TASK INPUT:
<<<<

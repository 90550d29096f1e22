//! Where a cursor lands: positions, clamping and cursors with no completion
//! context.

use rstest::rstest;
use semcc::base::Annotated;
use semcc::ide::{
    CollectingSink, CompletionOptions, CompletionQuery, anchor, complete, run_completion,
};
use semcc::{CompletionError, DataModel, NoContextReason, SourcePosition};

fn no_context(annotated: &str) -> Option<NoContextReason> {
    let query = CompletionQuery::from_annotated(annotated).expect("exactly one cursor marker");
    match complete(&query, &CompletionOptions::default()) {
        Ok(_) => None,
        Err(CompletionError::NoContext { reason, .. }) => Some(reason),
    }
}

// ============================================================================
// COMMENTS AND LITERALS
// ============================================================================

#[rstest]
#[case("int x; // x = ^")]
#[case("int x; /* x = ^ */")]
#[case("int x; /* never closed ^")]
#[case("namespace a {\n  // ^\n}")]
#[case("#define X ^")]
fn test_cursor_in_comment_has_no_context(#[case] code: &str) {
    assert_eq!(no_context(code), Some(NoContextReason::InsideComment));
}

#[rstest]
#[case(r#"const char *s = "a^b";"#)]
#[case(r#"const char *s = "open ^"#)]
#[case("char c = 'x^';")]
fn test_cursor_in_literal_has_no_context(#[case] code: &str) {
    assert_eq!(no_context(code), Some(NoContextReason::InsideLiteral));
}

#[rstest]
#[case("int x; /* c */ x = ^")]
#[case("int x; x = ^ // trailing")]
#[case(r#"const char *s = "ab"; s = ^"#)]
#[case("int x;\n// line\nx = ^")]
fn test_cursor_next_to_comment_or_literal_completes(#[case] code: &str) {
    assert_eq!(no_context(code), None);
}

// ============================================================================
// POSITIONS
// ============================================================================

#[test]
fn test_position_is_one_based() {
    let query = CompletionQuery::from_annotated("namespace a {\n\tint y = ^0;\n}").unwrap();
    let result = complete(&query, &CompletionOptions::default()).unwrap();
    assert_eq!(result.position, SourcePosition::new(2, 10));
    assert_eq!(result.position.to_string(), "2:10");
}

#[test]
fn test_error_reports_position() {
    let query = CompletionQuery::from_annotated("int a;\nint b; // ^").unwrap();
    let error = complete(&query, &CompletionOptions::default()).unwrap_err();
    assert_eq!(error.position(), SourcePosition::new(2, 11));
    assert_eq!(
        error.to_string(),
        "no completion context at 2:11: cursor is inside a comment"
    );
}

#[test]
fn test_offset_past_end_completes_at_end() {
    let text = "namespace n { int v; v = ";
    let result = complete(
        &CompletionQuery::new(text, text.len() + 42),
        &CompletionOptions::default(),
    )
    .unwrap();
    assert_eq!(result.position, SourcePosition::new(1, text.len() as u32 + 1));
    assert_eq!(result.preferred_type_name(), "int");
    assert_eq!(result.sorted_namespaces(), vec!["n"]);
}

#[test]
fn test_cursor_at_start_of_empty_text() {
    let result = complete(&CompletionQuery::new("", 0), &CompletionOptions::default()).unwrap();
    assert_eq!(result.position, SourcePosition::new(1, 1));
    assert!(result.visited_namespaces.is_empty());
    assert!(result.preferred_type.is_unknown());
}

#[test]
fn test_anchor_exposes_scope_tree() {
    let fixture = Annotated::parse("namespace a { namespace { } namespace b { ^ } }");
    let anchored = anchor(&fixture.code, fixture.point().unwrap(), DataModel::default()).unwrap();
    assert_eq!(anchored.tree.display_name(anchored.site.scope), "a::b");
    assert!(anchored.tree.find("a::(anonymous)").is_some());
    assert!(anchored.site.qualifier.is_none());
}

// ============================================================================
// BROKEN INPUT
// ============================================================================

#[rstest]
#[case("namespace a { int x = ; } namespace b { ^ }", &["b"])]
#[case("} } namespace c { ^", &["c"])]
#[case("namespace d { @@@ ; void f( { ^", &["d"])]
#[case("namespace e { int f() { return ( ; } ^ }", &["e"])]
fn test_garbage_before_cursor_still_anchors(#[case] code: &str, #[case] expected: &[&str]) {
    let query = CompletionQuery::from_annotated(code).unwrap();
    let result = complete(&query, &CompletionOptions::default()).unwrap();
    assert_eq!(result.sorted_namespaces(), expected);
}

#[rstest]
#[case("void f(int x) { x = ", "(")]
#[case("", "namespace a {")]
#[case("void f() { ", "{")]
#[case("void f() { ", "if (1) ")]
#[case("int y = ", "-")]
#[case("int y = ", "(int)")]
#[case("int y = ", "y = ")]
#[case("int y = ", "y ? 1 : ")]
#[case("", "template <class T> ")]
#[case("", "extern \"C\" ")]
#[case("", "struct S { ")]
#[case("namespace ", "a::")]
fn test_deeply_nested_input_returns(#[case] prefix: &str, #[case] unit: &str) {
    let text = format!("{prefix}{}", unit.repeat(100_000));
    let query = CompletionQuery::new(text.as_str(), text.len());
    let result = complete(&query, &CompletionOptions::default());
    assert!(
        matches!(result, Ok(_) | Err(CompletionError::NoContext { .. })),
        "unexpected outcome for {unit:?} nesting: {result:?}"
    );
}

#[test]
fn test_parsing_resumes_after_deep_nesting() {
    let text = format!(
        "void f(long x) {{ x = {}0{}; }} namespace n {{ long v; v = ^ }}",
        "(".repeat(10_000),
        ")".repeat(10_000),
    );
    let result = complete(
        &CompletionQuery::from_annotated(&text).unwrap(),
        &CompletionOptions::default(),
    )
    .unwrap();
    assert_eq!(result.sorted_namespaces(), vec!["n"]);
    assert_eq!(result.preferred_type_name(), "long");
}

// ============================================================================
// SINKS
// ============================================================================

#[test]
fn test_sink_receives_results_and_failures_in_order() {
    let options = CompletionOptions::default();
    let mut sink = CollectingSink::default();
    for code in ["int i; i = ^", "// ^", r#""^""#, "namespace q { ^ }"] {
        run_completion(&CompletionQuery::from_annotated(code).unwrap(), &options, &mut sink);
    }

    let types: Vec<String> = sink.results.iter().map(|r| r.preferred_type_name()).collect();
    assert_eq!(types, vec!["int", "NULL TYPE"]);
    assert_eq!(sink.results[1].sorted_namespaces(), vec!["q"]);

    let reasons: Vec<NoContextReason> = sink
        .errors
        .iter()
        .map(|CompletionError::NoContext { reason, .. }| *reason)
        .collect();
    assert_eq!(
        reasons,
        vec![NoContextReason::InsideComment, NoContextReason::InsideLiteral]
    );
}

>>>>

WHAT YOU SHOULD DO:
Could the data above be returned exactly as it stands?

SOLUTION TO THE PROBLEM:
repository 90550d29096f1e22
//! Where a cursor lands: positions, clamping and cursors with no completion
//! context.

use rstest::rstest;
use semcc::base::Annotated;
use semcc::ide::{
    CollectingSink, CompletionOptions, CompletionQuery, anchor, complete, run_completion,
};
use semcc::{CompletionError, DataModel, NoContextReason, SourcePosition};

fn no_context(annotated: &str) -> Option<NoContextReason> {
    let query = CompletionQuery::from_annotated(annotated).expect("exactly one cursor marker");
    match complete(&query, &CompletionOptions::default()) {
        Ok(_) => None,
        Err(CompletionError::NoContext { reason, .. }) => Some(reason),
    }
}

// ============================================================================
// COMMENTS AND LITERALS
// ============================================================================

#[rstest]
#[case("int x; // x = ^")]
#[case("int x; /* x = ^ */")]
#[case("int x; /* never closed ^")]
#[case("namespace a {\n  // ^\n}")]
#[case("#define X ^")]
fn test_cursor_in_comment_has_no_context(#[case] code: &str) {
    assert_eq!(no_context(code), Some(NoContextReason::InsideComment));
}

#[rstest]
#[case(r#"const char *s = "a^b";"#)]
#[case(r#"const char *s = "open ^"#)]
#[case("char c = 'x^';")]
fn test_cursor_in_literal_has_no_context(#[case] code: &str) {
    assert_eq!(no_context(code), Some(NoContextReason::InsideLiteral));
}

#[rstest]
#[case("int x; /* c */ x = ^")]
#[case("int x; x = ^ // trailing")]
#[case(r#"const char *s = "ab"; s = ^"#)]
#[case("int x;\n// line\nx = ^")]
fn test_cursor_next_to_comment_or_literal_completes(#[case] code: &str) {
    assert_eq!(no_context(code), None);
}

// ============================================================================
// POSITIONS
// ============================================================================

#[test]
fn test_position_is_one_based() {
    let query = CompletionQuery::from_annotated("namespace a {\n\tint y = ^0;\n}").unwrap();
    let result = complete(&query, &CompletionOptions::default()).unwrap();
    assert_eq!(result.position, SourcePosition::new(2, 10));
    assert_eq!(result.position.to_string(), "2:10");
}

#[test]
fn test_error_reports_position() {
    let query = CompletionQuery::from_annotated("int a;\nint b; // ^").unwrap();
    let error = complete(&query, &CompletionOptions::default()).unwrap_err();
    assert_eq!(error.position(), SourcePosition::new(2, 11));
    assert_eq!(
        error.to_string(),
        "no completion context at 2:11: cursor is inside a comment"
    );
}

#[test]
fn test_offset_past_end_completes_at_end() {
    let text = "namespace n { int v; v = ";
    let result = complete(
        &CompletionQuery::new(text, text.len() + 42),
        &CompletionOptions::default(),
    )
    .unwrap();
    assert_eq!(result.position, SourcePosition::new(1, text.len() as u32 + 1));
    assert_eq!(result.preferred_type_name(), "int");
    assert_eq!(result.sorted_namespaces(), vec!["n"]);
}

#[test]
fn test_cursor_at_start_of_empty_text() {
    let result = complete(&CompletionQuery::new("", 0), &CompletionOptions::default()).unwrap();
    assert_eq!(result.position, SourcePosition::new(1, 1));
    assert!(result.visited_namespaces.is_empty());
    assert!(result.preferred_type.is_unknown());
}

#[test]
fn test_anchor_exposes_scope_tree() {
    let fixture = Annotated::parse("namespace a { namespace { } namespace b { ^ } }");
    let anchored = anchor(&fixture.code, fixture.point().unwrap(), DataModel::default()).unwrap();
    assert_eq!(anchored.tree.display_name(anchored.site.scope), "a::b");
    assert!(anchored.tree.find("a::(anonymous)").is_some());
    assert!(anchored.site.qualifier.is_none());
}

// ============================================================================
// BROKEN INPUT
// ============================================================================

#[rstest]
#[case("namespace a { int x = ; } namespace b { ^ }", &["b"])]
#[case("} } namespace c { ^", &["c"])]
#[case("namespace d { @@@ ; void f( { ^", &["d"])]
#[case("namespace e { int f() { return ( ; } ^ }", &["e"])]
fn test_garbage_before_cursor_still_anchors(#[case] code: &str, #[case] expected: &[&str]) {
    let query = CompletionQuery::from_annotated(code).unwrap();
    let result = complete(&query, &CompletionOptions::default()).unwrap();
    assert_eq!(result.sorted_namespaces(), expected);
}

#[rstest]
#[case("void f(int x) { x = ", "(")]
#[case("", "namespace a {")]
#[case("void f() { ", "{")]
#[case("void f() { ", "if (1) ")]
#[case("int y = ", "-")]
#[case("int y = ", "(int)")]
#[case("int y = ", "y = ")]
#[case("int y = ", "y ? 1 : ")]
#[case("", "template <class T> ")]
#[case("", "extern \"C\" ")]
#[case("", "struct S { ")]
#[case("namespace ", "a::")]
fn test_deeply_nested_input_returns(#[case] prefix: &str, #[case] unit: &str) {
    let text = format!("{prefix}{}", unit.repeat(100_000));
    let query = CompletionQuery::new(text.as_str(), text.len());
    let result = complete(&query, &CompletionOptions::default());
    assert!(
        matches!(result, Ok(_) | Err(CompletionError::NoContext { .. })),
        "unexpected outcome for {unit:?} nesting: {result:?}"
    );
}

#[test]
fn test_parsing_resumes_after_deep_nesting() {
    let text = format!(
        "void f(long x) {{ x = {}0{}; }} namespace n {{ long v; v = ^ }}",
        "(".repeat(10_000),
        ")".repeat(10_000),
    );
    let result = complete(
        &CompletionQuery::from_annotated(&text).unwrap(),
        &CompletionOptions::default(),
    )
    .unwrap();
    assert_eq!(result.sorted_namespaces(), vec!["n"]);
    assert_eq!(result.preferred_type_name(), "long");
}

// ============================================================================
// SINKS
// ============================================================================

#[test]
fn test_sink_receives_results_and_failures_in_order() {
    let options = CompletionOptions::default();
    let mut sink = CollectingSink::default();
    for code in ["int i; i = ^", "// ^", r#""^""#, "namespace q { ^ }"] {
        run_completion(&CompletionQuery::from_annotated(code).unwrap(), &options, &mut sink);
    }

    let types: Vec<String> = sink.results.iter().map(|r| r.preferred_type_name()).collect();
    assert_eq!(types, vec!["int", "NULL TYPE"]);
    assert_eq!(sink.results[1].sorted_namespaces(), vec!["q"]);

    let reasons: Vec<NoContextReason> = sink
        .errors
        .iter()
        .map(|CompletionError::NoContext { reason, .. }| *reason)
        .collect();
    assert_eq!(
        reasons,
        vec![NoContextReason::InsideComment, NoContextReason::InsideLiteral]
    );
}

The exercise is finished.